Kau beralih menatapnya. Sebuah pertanyaan memaksamu untuk menguluarkan jawaban dari bibirmu. Kemudian kau kembali menatap hujan, "Alice." jawabmu singkat.
"Namaku Oz Vessalius, salam kenal, ya, Alice!" dia berdiri dan menghadapkan tubuhnya ke padamu. Kalian berdiri saling berhadapan di antara hujan. Hujan. Hujan seakan-akan menjadi saksi pertemuan kalian saat itu—di tengah rinai hujan. Hujan yang menimbulkan melodi hangat maupun menyentuh hanya membisu dan tetap terdiam memperhatikan kalian. Atmosfir seakan-akan dikendalikan oleh pertemuan kalian ini. Seakan-akan pertemuan kalian ini adalah takdir untuk kalian masing-masing.

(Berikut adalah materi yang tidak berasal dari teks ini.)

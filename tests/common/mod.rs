#![allow(dead_code)]

use std::fs::File;
use std::io::Write;
use std::path::{Path, PathBuf};
use std::sync::Arc;
use std::sync::atomic::{AtomicBool, AtomicUsize, Ordering};

use sheet_ingest::{
    config::IngestConfig,
    data::Value,
    model::{CellEdit, ImportRecord, NewImport, RequestContext, Row},
    pipeline::Ingestor,
    preview::PreviewService,
    schema::ColumnDescriptor,
    store::{
        BlobStore, MemoryBlobStore, MemoryRecordStore, RecordStore, StoreError, StoreResult,
    },
};
use tempfile::{TempDir, tempdir};
use uuid::Uuid;

/// Returns the absolute path to a fixture under `tests/data`.
pub fn fixture_path(name: &str) -> PathBuf {
    PathBuf::from(env!("CARGO_MANIFEST_DIR"))
        .join("tests")
        .join("data")
        .join(name)
}

pub fn fixture_bytes(name: &str) -> Vec<u8> {
    std::fs::read(fixture_path(name)).expect("read fixture")
}

/// Scratch directory helper that cleans up files automatically on drop.
pub struct TestWorkspace {
    temp_dir: TempDir,
}

impl TestWorkspace {
    pub fn new() -> Self {
        Self {
            temp_dir: tempdir().expect("temp dir"),
        }
    }

    pub fn path(&self) -> &Path {
        self.temp_dir.path()
    }

    /// Directory handed to `--store` in CLI tests.
    pub fn store_dir(&self) -> PathBuf {
        self.temp_dir.path().join("store")
    }

    /// Writes `contents` into a file under the workspace and returns the path.
    pub fn write(&self, name: &str, contents: &str) -> PathBuf {
        let path = self.temp_dir.path().join(name);
        let mut file = File::create(&path).expect("create temp file");
        file.write_all(contents.as_bytes())
            .expect("write temp file contents");
        path
    }
}

pub fn ctx() -> RequestContext {
    RequestContext::new("acme", "alice").expect("valid context")
}

pub fn other_ctx() -> RequestContext {
    RequestContext::new("globex", "bob").expect("valid context")
}

/// A CSV with a header row and `rows` data rows: id, name, email.
pub fn contacts_csv(rows: usize) -> String {
    let mut csv = String::from("id,name,email\n");
    for idx in 1..=rows {
        csv.push_str(&format!("{idx},Person {idx},person{idx}@example.com\n"));
    }
    csv
}

/// Memory-backed services sharing one record store.
pub struct Harness {
    pub records: Arc<FlakyRecords>,
    pub blobs: Arc<FlakyBlobs>,
    pub ingestor: Ingestor,
    pub preview: PreviewService,
}

impl Harness {
    pub fn new() -> Self {
        Self::with_config(IngestConfig::default())
    }

    pub fn with_config(config: IngestConfig) -> Self {
        let records = Arc::new(FlakyRecords::default());
        let blobs = Arc::new(FlakyBlobs::default());
        Self {
            ingestor: Ingestor::new(records.clone(), blobs.clone(), config).expect("valid config"),
            preview: PreviewService::new(records.clone()),
            records,
            blobs,
        }
    }

    /// Uploads and analyzes `contents` under `filename`, returning the
    /// record in `editing`.
    pub fn ingest(&self, filename: &str, contents: &[u8]) -> ImportRecord {
        let record = self
            .ingestor
            .upload(&ctx(), &NewImport::new(filename), contents)
            .expect("upload");
        self.ingestor.analyze(&ctx(), record.id).expect("analyze")
    }
}

/// Record store whose individual operations can be made to fail.
#[derive(Default)]
pub struct FlakyRecords {
    inner: MemoryRecordStore,
    /// Number of `insert_columns` calls that succeed before every later one fails.
    pub column_batches_before_failure: AtomicUsize,
    pub fail_column_batches: AtomicBool,
    pub fail_append_edit: AtomicBool,
    pub fail_update_cell: AtomicBool,
    column_calls: AtomicUsize,
}

impl FlakyRecords {
    pub fn fail_columns_after(&self, batches: usize) {
        self.column_batches_before_failure
            .store(batches, Ordering::SeqCst);
        self.fail_column_batches.store(true, Ordering::SeqCst);
    }

    pub fn column_calls(&self) -> usize {
        self.column_calls.load(Ordering::SeqCst)
    }
}

fn injected(what: &str) -> StoreError {
    StoreError::Backend(format!("injected {what} failure"))
}

impl RecordStore for FlakyRecords {
    fn create_import(&self, record: &ImportRecord) -> StoreResult<()> {
        self.inner.create_import(record)
    }

    fn get_import(&self, id: Uuid) -> StoreResult<ImportRecord> {
        self.inner.get_import(id)
    }

    fn update_import(&self, record: &ImportRecord) -> StoreResult<ImportRecord> {
        self.inner.update_import(record)
    }

    fn list_imports(&self, organization_id: &str) -> StoreResult<Vec<ImportRecord>> {
        self.inner.list_imports(organization_id)
    }

    fn delete_import(&self, id: Uuid) -> StoreResult<()> {
        self.inner.delete_import(id)
    }

    fn insert_columns(&self, import_id: Uuid, columns: &[ColumnDescriptor]) -> StoreResult<()> {
        let call = self.column_calls.fetch_add(1, Ordering::SeqCst);
        if self.fail_column_batches.load(Ordering::SeqCst)
            && call >= self.column_batches_before_failure.load(Ordering::SeqCst)
        {
            return Err(injected("column batch"));
        }
        self.inner.insert_columns(import_id, columns)
    }

    fn list_columns(&self, import_id: Uuid) -> StoreResult<Vec<ColumnDescriptor>> {
        self.inner.list_columns(import_id)
    }

    fn insert_rows(&self, import_id: Uuid, rows: &[Row]) -> StoreResult<()> {
        self.inner.insert_rows(import_id, rows)
    }

    fn count_rows(&self, import_id: Uuid) -> StoreResult<usize> {
        self.inner.count_rows(import_id)
    }

    fn fetch_rows(&self, import_id: Uuid, offset: usize, limit: usize) -> StoreResult<Vec<Row>> {
        self.inner.fetch_rows(import_id, offset, limit)
    }

    fn get_row(&self, import_id: Uuid, row_index: usize) -> StoreResult<Row> {
        self.inner.get_row(import_id, row_index)
    }

    fn update_cell(
        &self,
        import_id: Uuid,
        row_index: usize,
        column: usize,
        expected: Option<&Value>,
        value: Option<Value>,
    ) -> StoreResult<()> {
        if self.fail_update_cell.load(Ordering::SeqCst) {
            return Err(injected("cell write"));
        }
        self.inner
            .update_cell(import_id, row_index, column, expected, value)
    }

    fn append_edit(&self, edit: &CellEdit) -> StoreResult<()> {
        if self.fail_append_edit.load(Ordering::SeqCst) {
            return Err(injected("edit log"));
        }
        self.inner.append_edit(edit)
    }

    fn list_edits(&self, import_id: Uuid) -> StoreResult<Vec<CellEdit>> {
        self.inner.list_edits(import_id)
    }
}

/// Blob store whose writes can be made to fail.
#[derive(Default)]
pub struct FlakyBlobs {
    inner: MemoryBlobStore,
    pub fail_put: AtomicBool,
}

impl BlobStore for FlakyBlobs {
    fn put(&self, path: &str, bytes: &[u8]) -> StoreResult<()> {
        if self.fail_put.load(Ordering::SeqCst) {
            return Err(injected("blob write"));
        }
        self.inner.put(path, bytes)
    }

    fn get(&self, path: &str) -> StoreResult<Vec<u8>> {
        self.inner.get(path)
    }

    fn delete(&self, path: &str) -> StoreResult<()> {
        self.inner.delete(path)
    }
}
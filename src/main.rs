fn main() {
    if let Err(err) = sheet_ingest::run() {
        eprintln!("error: {err:#}");
        std::process::exit(1);
    }
}
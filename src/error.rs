use std::time::Duration;

use thiserror::Error;

use crate::{model::ImportStatus, store::StoreError};

pub type IngestResult<T> = std::result::Result<T, IngestError>;

#[derive(Debug, Error)]
pub enum IngestError {
    #[error("Unsupported file format: {0}")]
    UnsupportedFormat(String),

    #[error("File is empty: expected a header row and at least one data row")]
    EmptyFile,

    #[error("Malformed file: {0}")]
    MalformedFile(String),

    #[error("Schema error: {0}")]
    Schema(String),

    #[error("Storage failure: {0}")]
    StorageFailure(String),

    #[error("Persistence failure: {0}")]
    PersistenceFailure(String),

    #[error("Not found: {0}")]
    NotFound(String),

    #[error("Conflict: {0}")]
    Conflict(String),

    #[error("Invalid status transition from {from} to {to}")]
    InvalidTransition { from: ImportStatus, to: ImportStatus },

    #[error("Invalid argument: {0}")]
    InvalidArgument(String),

    #[error("Analysis exceeded its deadline of {}s", .0.as_secs())]
    Timeout(Duration),
}

impl IngestError {
    /// Maps a record-store failure, keeping lookup and version conflicts distinct.
    pub fn from_records(err: StoreError) -> Self {
        match err {
            StoreError::NotFound(what) => IngestError::NotFound(what),
            StoreError::Conflict(what) => IngestError::Conflict(what),
            other => IngestError::PersistenceFailure(other.to_string()),
        }
    }

    /// Maps a blob-store failure. Missing blobs are storage failures, not lookups.
    pub fn from_blobs(err: StoreError) -> Self {
        IngestError::StorageFailure(err.to_string())
    }
}
mod common;

use std::time::Duration;

use cashless_client::notices::NoticeKind;
use common::offline_controller;
use tokio::time::advance;

async fn settle() {
    for _ in 0..10 {
        tokio::task::yield_now().await;
    }
}

#[tokio::test(start_paused = true)]
async fn notice_clears_after_three_seconds() {
    let (controller, _temp) = offline_controller();

    controller.set_recharge_amount("not a number").await;
    controller.submit_recharge().await.unwrap_err();
    settle().await;

    advance(Duration::from_millis(2_900)).await;
    settle().await;
    assert_eq!(
        controller.snapshot().await.error_message(),
        Some("Enter a valid amount")
    );

    advance(Duration::from_millis(200)).await;
    settle().await;
    assert_eq!(controller.snapshot().await.error_message(), None);
}

#[tokio::test(start_paused = true)]
async fn new_notice_resets_countdown() {
    let (controller, _temp) = offline_controller();

    controller.notify(NoticeKind::Success, "first").await;
    settle().await;
    advance(Duration::from_secs(2)).await;
    settle().await;

    controller.notify(NoticeKind::Success, "second").await;
    settle().await;
    advance(Duration::from_secs(2)).await;
    settle().await;
    assert_eq!(controller.snapshot().await.success_message(), Some("second"));

    advance(Duration::from_millis(1_100)).await;
    settle().await;
    assert_eq!(controller.snapshot().await.success_message(), None);
}

#[tokio::test(start_paused = true)]
async fn slots_expire_independently() {
    let (controller, _temp) = offline_controller();

    controller.notify(NoticeKind::Error, "failed").await;
    settle().await;
    advance(Duration::from_secs(2)).await;
    controller.notify(NoticeKind::Success, "saved").await;
    settle().await;

    advance(Duration::from_millis(1_100)).await;
    settle().await;
    let state = controller.snapshot().await;
    assert_eq!(state.error_message(), None);
    assert_eq!(state.success_message(), Some("saved"));
}

#[tokio::test(start_paused = true)]
async fn manual_clear_cancels_timer() {
    let (controller, _temp) = offline_controller();

    controller.notify(NoticeKind::Error, "first").await;
    controller.clear_notice(NoticeKind::Error).await;
    assert_eq!(controller.snapshot().await.error_message(), None);

    controller.notify(NoticeKind::Error, "second").await;
    settle().await;
    advance(Duration::from_millis(2_500)).await;
    settle().await;
    assert_eq!(controller.snapshot().await.error_message(), Some("second"));
}
pub mod handler;

pub use handler::*;
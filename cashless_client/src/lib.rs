pub mod config;
pub mod controller;
pub mod devices;
pub mod notices;
pub mod services;
pub mod session;
pub mod state;

pub use config::ClientConfig;
pub use controller::WalletController;
//! The `cashless:<user_id>:<user_name>` text written to NFC tags and
//! embedded in payment QR codes.
//!
//! The payload carries no checksum or signature. Anyone can write a tag that
//! names any user, so a decoded tag may only pre-fill a payment; it never
//! authorizes one.

use std::fmt;

pub const PAYLOAD_PREFIX: &str = "cashless:";

#[derive(Debug, Clone, PartialEq, Eq)]
pub struct PaymentTag {
    pub user_id: String,
    pub user_name: String,
}

impl PaymentTag {
    pub fn new(user_id: impl Into<String>, user_name: impl Into<String>) -> Self {
        Self {
            user_id: user_id.into(),
            user_name: user_name.into(),
        }
    }

    pub fn encode(&self) -> String {
        self.to_string()
    }

    /// Returns `None` for anything that is not a `cashless:` payload with a
    /// non-empty user id. Colons after the id belong to the name.
    pub fn parse(text: &str) -> Option<Self> {
        let rest = text.trim().strip_prefix(PAYLOAD_PREFIX)?;
        let (user_id, user_name) = rest.split_once(':')?;

        if user_id.is_empty() {
            return None;
        }

        Some(Self::new(user_id, user_name))
    }
}

impl fmt::Display for PaymentTag {
    fn fmt(&self, f: &mut fmt::Formatter<'_>) -> fmt::Result {
        write!(f, "{}{}:{}", PAYLOAD_PREFIX, self.user_id, self.user_name)
    }
}
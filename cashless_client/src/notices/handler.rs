use std::time::Duration;

use tokio::task::JoinHandle;

use super::dto::NoticeKind;

pub const NOTICE_TTL: Duration = Duration::from_secs(3);

/// One single-shot expiry timer per notice slot.
#[derive(Default)]
pub struct NoticeTimers {
    error: Option<JoinHandle<()>>,
    success: Option<JoinHandle<()>>,
}

impl NoticeTimers {
    fn slot(&mut self, kind: NoticeKind) -> &mut Option<JoinHandle<()>> {
        match kind {
            NoticeKind::Error => &mut self.error,
            NoticeKind::Success => &mut self.success,
        }
    }

    /// Installs the timer for `kind`, aborting the one it replaces.
    pub fn replace(&mut self, kind: NoticeKind, handle: JoinHandle<()>) {
        if let Some(previous) = self.slot(kind).replace(handle) {
            previous.abort();
        }
    }

    pub fn cancel(&mut self, kind: NoticeKind) {
        if let Some(handle) = self.slot(kind).take() {
            handle.abort();
        }
    }

    pub fn cancel_all(&mut self) {
        self.cancel(NoticeKind::Error);
        self.cancel(NoticeKind::Success);
    }
}

impl Drop for NoticeTimers {
    fn drop(&mut self) {
        self.cancel_all();
    }
}
use serde::{Deserialize, Serialize};

#[derive(Debug, Clone, Copy, PartialEq, Eq, Hash, Serialize, Deserialize)]
#[serde(rename_all = "lowercase")]
pub enum NoticeKind {
    Error,
    Success,
}

/// A banner message. `id` is unique per state and lets an expiry timer
/// recognize that its notice has since been replaced.
#[derive(Debug, Clone, PartialEq, Eq, Serialize, Deserialize)]
pub struct Notice {
    pub id: u64,
    pub message: String,
}
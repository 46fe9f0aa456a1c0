use serde::{Deserialize, Serialize};
use thiserror::Error;

use cashless_core::error::ClientError;

/// Which camera to open. The scanner only ever asks for the rear one.
#[derive(Debug, Clone, Copy, PartialEq, Eq)]
pub enum Facing {
    Environment,
}

/// Computed once at startup.
#[derive(Debug, Clone, Copy, Default, PartialEq, Eq, Serialize, Deserialize)]
pub struct Capabilities {
    pub camera: bool,
    pub nfc: bool,
}

#[derive(Debug, Clone, PartialEq, Eq)]
pub struct NfcRead {
    pub serial_number: Option<String>,
    pub text: String,
}

#[derive(Debug, Error)]
pub enum DeviceError {
    #[error("device not supported")]
    NotSupported,
    #[error("permission denied: {0}")]
    PermissionDenied(String),
    #[error("{0}")]
    Failed(String),
}

impl From<DeviceError> for ClientError {
    fn from(err: DeviceError) -> Self {
        ClientError::Device(err.to_string())
    }
}
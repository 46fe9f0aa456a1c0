use cashless_core::error::{ClientError, ClientResult};
use cashless_core::helpers::dto::{
    AuthResponse, Endpoints, HealthResponse, LoginRequest, NfcOwner, PaymentRequest,
    PaymentResponse, QrPayload, RechargeRequest, RechargeResponse, RegisterNfcRequest,
    RegisterNfcResponse, RegisterRequest, Transaction, User, UserSummary,
};
use log::{debug, error, info};
use reqwest::{
    header::{HeaderMap, HeaderValue, CONTENT_TYPE},
    Client, Method, RequestBuilder,
};
use serde::de::DeserializeOwned;

/// Thin wrapper over the wallet HTTP API. Holds no session state; callers
/// pass the bearer token for authenticated endpoints.
#[derive(Clone)]
pub struct Services {
    client: Client,
    base_url: String,
}

impl Services {
    pub fn new(base_url: impl Into<String>) -> ClientResult<Self> {
        let mut headers = HeaderMap::new();
        headers.insert(CONTENT_TYPE, HeaderValue::from_static("application/json"));

        let client = Client::builder().default_headers(headers).build()?;

        Ok(Self {
            client,
            base_url: base_url.into(),
        })
    }

    /// Attaches the bearer token to endpoints that require one. Public
    /// endpoints never carry it.
    fn request(
        &self,
        method: Method,
        endpoint: &Endpoints,
        token: Option<&str>,
    ) -> ClientResult<RequestBuilder> {
        let url = endpoint.url(&self.base_url);
        let builder = self.client.request(method, &url);

        if !endpoint.requires_auth() {
            return Ok(builder);
        }

        match token {
            Some(token) => Ok(builder.header("Authorization", format!("Bearer {}", token))),
            None => Err(ClientError::NotAuthenticated),
        }
    }

    async fn send<T: DeserializeOwned>(
        &self,
        endpoint: Endpoints,
        builder: RequestBuilder,
    ) -> ClientResult<T> {
        debug!("🌐 Making wallet request to: {}", endpoint);

        match builder.send().await {
            Ok(resp) => {
                let status = resp.status();
                debug!("📡 Server response status: {}", status);

                if status.is_success() {
                    info!("✅ {} succeeded - Status: {}", endpoint, status);
                    let bytes = resp.bytes().await?;
                    Ok(serde_json::from_slice(&bytes)?)
                } else {
                    let error_body = resp
                        .text()
                        .await
                        .unwrap_or_else(|_| "Unable to read error body".to_string());

                    error!("❌ Server responded with error status: {}", status);
                    error!("❌ Server error response body: {}", error_body);
                    error!("❌ Request path: {}", endpoint);

                    Err(ClientError::from_response(status.as_u16(), &error_body))
                }
            }
            Err(network_error) => {
                error!("❌ Network error during {} call: {}", endpoint, network_error);

                if network_error.is_timeout() {
                    error!("⏰ Request timed out");
                } else if network_error.is_connect() {
                    error!("🔌 Connection failed - server may be down");
                }

                Err(ClientError::Network(network_error))
            }
        }
    }

    pub async fn health(&self) -> ClientResult<HealthResponse> {
        let builder = self.request(Method::GET, &Endpoints::Health, None)?;
        self.send(Endpoints::Health, builder).await
    }

    pub async fn login(&self, request: LoginRequest) -> ClientResult<AuthResponse> {
        let builder = self
            .request(Method::POST, &Endpoints::Login, None)?
            .json(&request);
        self.send(Endpoints::Login, builder).await
    }

    pub async fn register(&self, request: RegisterRequest) -> ClientResult<AuthResponse> {
        let builder = self
            .request(Method::POST, &Endpoints::Register, None)?
            .json(&request);
        self.send(Endpoints::Register, builder).await
    }

    pub async fn profile(&self, token: &str) -> ClientResult<User> {
        let builder = self.request(Method::GET, &Endpoints::Profile, Some(token))?;
        self.send(Endpoints::Profile, builder).await
    }

    pub async fn recharge(&self, token: &str, amount: f64) -> ClientResult<RechargeResponse> {
        let builder = self
            .request(Method::POST, &Endpoints::Recharge, Some(token))?
            .json(&RechargeRequest { amount });
        self.send(Endpoints::Recharge, builder).await
    }

    pub async fn pay(&self, token: &str, request: PaymentRequest) -> ClientResult<PaymentResponse> {
        let builder = self
            .request(Method::POST, &Endpoints::Pay, Some(token))?
            .json(&request);
        self.send(Endpoints::Pay, builder).await
    }

    pub async fn transactions(&self, token: &str) -> ClientResult<Vec<Transaction>> {
        let builder = self.request(Method::GET, &Endpoints::Transactions, Some(token))?;
        self.send(Endpoints::Transactions, builder).await
    }

    pub async fn generate_qr(&self, token: &str) -> ClientResult<QrPayload> {
        let builder = self.request(Method::GET, &Endpoints::GenerateQr, Some(token))?;
        self.send(Endpoints::GenerateQr, builder).await
    }

    pub async fn register_nfc(&self, token: &str, nfc_id: String) -> ClientResult<RegisterNfcResponse> {
        let builder = self
            .request(Method::POST, &Endpoints::RegisterNfc, Some(token))?
            .json(&RegisterNfcRequest { nfc_id });
        self.send(Endpoints::RegisterNfc, builder).await
    }

    pub async fn nfc_owner(&self, nfc_id: &str) -> ClientResult<NfcOwner> {
        let endpoint = Endpoints::PayByNfc(nfc_id.to_string());
        let builder = self.request(Method::GET, &endpoint, None)?;
        self.send(endpoint, builder).await
    }

    pub async fn search_users(&self, token: &str, query: &str) -> ClientResult<Vec<UserSummary>> {
        let endpoint = Endpoints::SearchUsers(query.to_string());
        let builder = self.request(Method::GET, &endpoint, Some(token))?;
        self.send(endpoint, builder).await
    }
}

Merasa bosan, kau berpaling dan tetap menatap hujan—namun di sudut matamu, kau memperhatikan lika-liku pemuda berparas tampan itu. Setiap detik berlalu dengan senyumannya yang hangat. Sampai-sampai kau mulai merasakan kehangatan jika melihat senyumannya itu. Nyaman. Hingga kau mulai tidak ingin melepaskan pandanganmu dari senyumannya.
"Ah, hujan sudah berhenti!" serunya. Kau mulai sadar dari lamuman sementaramu. Hujan telah berhenti dan kini berubah menjadi gerimis kecil. Sudah saatnya kau dan dia berpisah dan kembali ke kediaman kalian masing-masing. Tapi entah mengapa, kau mulai merasa sedih.
"Yah, aku mau pulang," kau berlalu meninggalkan sosoknya. Di depan café itu, kau meninggalkan dirinya—membiarkan dirinya sendiri dalam gerimis hujan.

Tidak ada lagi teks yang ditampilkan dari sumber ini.